§ **EXERCISE DESCRIPTION**
Look for the line containing "pub mod state_machine;" in the records below. Then output it and all the lines that follow, exactly and without any others.

Saved entries:
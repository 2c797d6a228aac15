//! May I rules engine.
//!
//! Everything in here is synchronous and owns no clock. A [`Game`] is one
//! room's complete state, and every operation on it either succeeds or
//! returns a [`GameError`] without touching that state.

pub mod constants;
pub mod deck;
pub mod entities;
pub mod errors;
pub mod meld;
pub mod requirements;
pub mod state_machine;
pub mod views;
pub mod windows;

pub use errors::{GameError, MeldError};
pub use state_machine::{
    AutoDiscard, DiscardOutcome, Game, GameEvent, GameSettings, Phase, Purchase, RoundSummary,
};
pub use views::{GameView, GameViews, MeldView, PlayerView};
pub use windows::{WindowKind, WindowToken};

§ **TASK ANSWER**
pub mod state_machine;
pub mod views;
pub mod windows;

pub use errors::{GameError, MeldError};
pub use state_machine::{
    AutoDiscard, DiscardOutcome, Game, GameEvent, GameSettings, Phase, Purchase, RoundSummary,
};
pub use views::{GameView, GameViews, MeldView, PlayerView};
pub use windows::{WindowKind, WindowToken};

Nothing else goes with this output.